-- RECORD EXTRACTS --
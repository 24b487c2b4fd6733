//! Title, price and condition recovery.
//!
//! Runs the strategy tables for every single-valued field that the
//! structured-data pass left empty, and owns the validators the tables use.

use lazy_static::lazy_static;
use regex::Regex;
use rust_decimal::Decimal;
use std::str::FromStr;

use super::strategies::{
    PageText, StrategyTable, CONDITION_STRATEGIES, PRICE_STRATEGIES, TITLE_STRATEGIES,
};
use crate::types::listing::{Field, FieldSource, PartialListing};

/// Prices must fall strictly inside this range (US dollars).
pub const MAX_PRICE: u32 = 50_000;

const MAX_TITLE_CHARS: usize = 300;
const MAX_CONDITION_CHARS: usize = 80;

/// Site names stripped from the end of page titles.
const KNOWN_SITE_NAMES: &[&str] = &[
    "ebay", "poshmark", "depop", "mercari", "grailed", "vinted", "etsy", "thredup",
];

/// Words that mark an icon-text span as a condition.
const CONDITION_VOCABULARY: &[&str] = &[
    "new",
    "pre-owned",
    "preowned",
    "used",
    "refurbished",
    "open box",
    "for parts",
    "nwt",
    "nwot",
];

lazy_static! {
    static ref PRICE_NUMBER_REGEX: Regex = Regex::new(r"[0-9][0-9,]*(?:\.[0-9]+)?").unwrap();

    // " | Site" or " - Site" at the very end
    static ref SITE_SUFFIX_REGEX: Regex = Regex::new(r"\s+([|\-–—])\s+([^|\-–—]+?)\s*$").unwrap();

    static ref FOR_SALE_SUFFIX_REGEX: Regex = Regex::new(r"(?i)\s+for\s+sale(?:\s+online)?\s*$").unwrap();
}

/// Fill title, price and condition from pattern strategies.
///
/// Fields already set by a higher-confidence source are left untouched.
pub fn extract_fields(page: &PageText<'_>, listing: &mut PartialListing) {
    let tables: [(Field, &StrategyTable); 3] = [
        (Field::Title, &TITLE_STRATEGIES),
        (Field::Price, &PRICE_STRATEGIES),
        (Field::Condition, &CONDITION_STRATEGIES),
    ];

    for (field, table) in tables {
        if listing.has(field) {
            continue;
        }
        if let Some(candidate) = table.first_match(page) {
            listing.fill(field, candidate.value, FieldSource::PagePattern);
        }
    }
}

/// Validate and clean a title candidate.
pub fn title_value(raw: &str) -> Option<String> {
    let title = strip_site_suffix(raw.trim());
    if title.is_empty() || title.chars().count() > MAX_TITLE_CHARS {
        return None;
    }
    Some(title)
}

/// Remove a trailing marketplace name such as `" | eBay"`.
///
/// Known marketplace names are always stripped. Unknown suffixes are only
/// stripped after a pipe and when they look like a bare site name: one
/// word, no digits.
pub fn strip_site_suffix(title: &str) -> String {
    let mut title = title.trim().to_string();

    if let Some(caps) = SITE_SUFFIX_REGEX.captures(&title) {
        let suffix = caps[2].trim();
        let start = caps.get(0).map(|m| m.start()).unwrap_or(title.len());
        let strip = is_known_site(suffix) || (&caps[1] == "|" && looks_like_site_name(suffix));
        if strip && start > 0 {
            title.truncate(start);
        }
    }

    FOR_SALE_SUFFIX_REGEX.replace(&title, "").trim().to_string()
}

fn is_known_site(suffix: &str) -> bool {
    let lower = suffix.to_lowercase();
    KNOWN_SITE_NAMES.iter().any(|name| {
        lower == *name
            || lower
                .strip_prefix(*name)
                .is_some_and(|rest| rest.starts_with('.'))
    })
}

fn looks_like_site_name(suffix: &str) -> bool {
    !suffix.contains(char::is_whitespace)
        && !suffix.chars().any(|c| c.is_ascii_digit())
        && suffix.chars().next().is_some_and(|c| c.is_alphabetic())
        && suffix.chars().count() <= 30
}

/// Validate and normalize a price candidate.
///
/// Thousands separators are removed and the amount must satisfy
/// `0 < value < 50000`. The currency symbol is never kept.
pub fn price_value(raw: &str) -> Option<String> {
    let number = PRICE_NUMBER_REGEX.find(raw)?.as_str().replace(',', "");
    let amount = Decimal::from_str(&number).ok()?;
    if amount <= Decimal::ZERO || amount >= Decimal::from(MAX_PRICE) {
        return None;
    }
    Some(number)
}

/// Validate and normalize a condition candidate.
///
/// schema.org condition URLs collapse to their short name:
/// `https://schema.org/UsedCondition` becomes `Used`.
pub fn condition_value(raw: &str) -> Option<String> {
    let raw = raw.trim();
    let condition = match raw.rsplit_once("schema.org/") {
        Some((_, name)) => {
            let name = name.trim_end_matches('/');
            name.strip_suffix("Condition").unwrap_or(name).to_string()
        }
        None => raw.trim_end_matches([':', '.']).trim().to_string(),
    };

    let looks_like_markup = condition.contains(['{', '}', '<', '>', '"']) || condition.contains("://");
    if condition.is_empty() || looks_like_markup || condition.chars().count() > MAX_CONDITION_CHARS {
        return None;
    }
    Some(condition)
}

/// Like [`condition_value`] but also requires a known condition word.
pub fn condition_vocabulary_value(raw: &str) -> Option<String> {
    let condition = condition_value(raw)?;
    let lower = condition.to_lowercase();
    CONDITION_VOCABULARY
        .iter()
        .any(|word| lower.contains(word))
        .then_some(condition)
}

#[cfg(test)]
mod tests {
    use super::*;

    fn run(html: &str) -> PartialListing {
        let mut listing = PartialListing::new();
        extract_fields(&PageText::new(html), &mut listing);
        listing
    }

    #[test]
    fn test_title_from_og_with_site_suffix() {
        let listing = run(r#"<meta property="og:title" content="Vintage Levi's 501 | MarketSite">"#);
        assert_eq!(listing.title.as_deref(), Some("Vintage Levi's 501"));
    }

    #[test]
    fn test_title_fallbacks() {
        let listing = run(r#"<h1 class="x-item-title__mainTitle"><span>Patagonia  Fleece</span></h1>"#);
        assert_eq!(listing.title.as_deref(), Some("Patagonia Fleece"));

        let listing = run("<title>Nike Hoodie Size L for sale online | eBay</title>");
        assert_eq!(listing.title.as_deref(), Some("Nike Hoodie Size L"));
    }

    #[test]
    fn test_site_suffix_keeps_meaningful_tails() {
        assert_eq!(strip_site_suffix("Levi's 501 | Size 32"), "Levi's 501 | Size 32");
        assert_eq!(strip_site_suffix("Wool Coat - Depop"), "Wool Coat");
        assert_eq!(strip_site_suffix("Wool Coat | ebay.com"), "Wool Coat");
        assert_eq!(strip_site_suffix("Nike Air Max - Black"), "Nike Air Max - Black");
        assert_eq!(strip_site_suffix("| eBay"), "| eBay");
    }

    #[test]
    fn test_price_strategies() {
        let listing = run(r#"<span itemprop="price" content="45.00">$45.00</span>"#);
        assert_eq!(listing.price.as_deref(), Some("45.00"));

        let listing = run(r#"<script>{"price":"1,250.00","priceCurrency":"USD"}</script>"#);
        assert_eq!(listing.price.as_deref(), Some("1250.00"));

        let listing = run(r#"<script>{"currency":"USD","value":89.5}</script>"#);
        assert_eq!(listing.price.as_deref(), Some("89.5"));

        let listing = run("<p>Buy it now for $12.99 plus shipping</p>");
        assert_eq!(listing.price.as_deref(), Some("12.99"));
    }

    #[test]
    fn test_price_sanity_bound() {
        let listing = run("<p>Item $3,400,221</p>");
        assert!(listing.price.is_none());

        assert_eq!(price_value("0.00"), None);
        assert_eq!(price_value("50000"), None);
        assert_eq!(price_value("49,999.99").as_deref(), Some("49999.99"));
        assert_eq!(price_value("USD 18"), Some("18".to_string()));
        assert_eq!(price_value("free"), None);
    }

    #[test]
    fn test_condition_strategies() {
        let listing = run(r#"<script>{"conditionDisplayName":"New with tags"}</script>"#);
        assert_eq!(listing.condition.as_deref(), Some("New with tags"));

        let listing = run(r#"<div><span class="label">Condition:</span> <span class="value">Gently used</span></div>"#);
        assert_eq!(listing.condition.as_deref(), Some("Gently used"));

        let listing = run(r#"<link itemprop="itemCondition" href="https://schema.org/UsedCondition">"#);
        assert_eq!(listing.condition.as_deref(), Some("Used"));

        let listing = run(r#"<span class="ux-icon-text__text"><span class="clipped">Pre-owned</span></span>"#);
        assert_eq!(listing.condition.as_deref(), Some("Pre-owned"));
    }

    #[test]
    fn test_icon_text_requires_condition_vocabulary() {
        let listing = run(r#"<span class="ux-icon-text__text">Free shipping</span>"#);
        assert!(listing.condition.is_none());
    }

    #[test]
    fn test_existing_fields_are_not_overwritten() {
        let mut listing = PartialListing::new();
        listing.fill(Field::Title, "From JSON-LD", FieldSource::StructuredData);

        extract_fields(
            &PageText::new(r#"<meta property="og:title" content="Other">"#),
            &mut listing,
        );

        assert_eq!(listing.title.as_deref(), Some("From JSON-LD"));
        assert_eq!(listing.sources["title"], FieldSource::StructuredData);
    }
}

==

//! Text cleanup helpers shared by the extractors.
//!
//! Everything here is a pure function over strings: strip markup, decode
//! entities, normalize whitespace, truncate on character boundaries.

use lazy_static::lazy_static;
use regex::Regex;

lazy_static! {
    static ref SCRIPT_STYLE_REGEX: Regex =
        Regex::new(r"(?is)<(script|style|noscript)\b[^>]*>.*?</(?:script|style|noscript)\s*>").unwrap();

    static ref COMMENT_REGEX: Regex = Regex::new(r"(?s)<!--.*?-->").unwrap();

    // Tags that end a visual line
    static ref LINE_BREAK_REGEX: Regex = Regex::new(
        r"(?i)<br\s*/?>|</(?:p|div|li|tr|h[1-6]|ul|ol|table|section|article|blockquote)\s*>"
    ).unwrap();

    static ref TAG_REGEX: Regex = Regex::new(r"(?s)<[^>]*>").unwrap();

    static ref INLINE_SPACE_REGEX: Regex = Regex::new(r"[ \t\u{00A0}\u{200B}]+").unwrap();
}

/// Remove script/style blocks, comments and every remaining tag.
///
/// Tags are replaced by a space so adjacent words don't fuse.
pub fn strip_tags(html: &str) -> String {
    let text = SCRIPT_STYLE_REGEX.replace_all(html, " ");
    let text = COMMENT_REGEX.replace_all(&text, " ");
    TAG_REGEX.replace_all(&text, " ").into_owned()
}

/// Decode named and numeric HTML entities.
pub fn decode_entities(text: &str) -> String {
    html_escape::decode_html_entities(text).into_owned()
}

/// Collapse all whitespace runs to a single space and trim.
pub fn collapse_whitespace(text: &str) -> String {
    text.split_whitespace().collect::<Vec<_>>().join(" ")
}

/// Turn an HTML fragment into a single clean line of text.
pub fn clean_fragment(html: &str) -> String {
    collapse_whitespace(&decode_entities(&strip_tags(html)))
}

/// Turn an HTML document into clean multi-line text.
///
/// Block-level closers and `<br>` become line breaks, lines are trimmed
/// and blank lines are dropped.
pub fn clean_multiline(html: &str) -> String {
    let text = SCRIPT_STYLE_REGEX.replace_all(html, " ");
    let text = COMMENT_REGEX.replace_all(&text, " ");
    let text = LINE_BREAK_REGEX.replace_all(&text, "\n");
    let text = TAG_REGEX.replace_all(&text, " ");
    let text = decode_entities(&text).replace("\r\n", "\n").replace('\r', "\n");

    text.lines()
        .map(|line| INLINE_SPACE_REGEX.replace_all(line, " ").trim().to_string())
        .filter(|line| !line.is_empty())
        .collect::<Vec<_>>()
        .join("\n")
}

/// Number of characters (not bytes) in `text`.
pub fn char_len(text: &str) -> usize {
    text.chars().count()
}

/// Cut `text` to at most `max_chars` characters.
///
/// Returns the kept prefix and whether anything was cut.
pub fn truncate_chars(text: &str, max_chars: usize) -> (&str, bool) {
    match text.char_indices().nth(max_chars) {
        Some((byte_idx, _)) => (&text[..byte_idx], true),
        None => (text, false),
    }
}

--

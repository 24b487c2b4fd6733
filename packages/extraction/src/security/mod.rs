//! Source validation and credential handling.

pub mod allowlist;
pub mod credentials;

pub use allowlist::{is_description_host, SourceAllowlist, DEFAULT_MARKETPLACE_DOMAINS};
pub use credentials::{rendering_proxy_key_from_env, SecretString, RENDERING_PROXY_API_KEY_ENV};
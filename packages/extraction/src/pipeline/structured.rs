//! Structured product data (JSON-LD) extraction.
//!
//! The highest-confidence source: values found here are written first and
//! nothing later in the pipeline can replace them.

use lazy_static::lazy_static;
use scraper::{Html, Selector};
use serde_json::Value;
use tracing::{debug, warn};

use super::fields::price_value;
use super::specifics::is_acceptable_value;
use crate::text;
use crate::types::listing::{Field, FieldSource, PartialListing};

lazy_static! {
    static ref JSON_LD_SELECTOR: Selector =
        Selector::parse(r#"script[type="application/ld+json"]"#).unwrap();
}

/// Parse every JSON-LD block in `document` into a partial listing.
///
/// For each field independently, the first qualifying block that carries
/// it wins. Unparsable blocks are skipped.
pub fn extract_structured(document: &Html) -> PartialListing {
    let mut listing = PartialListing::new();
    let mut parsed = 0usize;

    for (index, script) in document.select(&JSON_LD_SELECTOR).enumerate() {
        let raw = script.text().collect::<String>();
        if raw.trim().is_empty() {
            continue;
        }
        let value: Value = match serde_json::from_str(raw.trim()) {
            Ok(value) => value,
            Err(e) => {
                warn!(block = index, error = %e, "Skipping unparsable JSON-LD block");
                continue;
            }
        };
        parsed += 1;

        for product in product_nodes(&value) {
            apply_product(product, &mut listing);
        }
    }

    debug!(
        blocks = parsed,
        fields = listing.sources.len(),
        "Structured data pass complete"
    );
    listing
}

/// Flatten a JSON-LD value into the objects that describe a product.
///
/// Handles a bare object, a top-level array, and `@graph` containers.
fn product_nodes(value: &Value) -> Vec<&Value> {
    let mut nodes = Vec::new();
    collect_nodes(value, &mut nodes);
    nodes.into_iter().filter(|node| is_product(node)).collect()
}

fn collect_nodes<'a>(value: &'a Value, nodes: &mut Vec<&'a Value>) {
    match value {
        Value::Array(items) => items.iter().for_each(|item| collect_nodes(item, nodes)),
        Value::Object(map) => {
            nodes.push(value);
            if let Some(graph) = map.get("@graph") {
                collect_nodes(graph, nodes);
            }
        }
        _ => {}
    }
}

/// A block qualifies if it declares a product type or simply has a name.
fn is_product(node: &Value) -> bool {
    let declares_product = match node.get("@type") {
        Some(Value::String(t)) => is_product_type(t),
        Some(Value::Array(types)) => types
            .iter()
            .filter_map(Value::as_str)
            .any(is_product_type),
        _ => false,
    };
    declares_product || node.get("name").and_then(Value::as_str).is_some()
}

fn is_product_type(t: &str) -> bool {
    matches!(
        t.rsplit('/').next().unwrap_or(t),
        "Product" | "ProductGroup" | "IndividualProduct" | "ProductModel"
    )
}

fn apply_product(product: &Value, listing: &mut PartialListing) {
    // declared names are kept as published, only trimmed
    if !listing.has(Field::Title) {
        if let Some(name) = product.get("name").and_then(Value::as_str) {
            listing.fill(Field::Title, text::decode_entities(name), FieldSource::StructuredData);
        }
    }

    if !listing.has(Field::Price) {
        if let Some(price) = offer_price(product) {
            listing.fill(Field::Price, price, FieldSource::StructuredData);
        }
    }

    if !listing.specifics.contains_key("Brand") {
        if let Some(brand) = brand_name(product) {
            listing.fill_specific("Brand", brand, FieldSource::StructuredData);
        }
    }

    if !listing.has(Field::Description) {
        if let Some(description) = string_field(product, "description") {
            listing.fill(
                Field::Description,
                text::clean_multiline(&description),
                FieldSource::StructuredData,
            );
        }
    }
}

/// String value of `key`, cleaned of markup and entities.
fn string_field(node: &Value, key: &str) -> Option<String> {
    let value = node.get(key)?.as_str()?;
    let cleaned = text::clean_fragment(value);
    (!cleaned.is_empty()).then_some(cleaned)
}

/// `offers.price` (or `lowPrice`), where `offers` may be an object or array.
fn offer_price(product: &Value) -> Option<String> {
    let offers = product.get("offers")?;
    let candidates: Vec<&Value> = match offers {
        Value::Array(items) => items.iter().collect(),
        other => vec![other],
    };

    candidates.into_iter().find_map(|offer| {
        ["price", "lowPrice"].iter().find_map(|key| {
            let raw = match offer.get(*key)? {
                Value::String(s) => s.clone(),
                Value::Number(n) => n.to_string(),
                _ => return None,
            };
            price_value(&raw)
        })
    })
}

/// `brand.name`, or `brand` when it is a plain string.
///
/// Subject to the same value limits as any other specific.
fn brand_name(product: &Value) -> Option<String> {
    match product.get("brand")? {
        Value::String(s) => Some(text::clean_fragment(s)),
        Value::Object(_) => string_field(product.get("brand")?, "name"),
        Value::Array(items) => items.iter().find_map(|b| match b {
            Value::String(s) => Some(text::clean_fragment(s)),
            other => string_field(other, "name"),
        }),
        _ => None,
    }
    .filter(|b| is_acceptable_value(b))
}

-- DIRECTIONS --
Give back exactly the lines above starting at the line where "collapse_whitespace(&decode_entities(&strip_tags(html)))" appears and ending at the line where "pub fn clean_multiline(html: &str)" appears, both included, with no other lines.

-- RESULT BELOW --
    collapse_whitespace(&decode_entities(&strip_tags(html)))
}

/// Turn an HTML document into clean multi-line text.
///
/// Block-level closers and `<br>` become line breaks, lines are trimmed
/// and blank lines are dropped.
pub fn clean_multiline(html: &str) -> String {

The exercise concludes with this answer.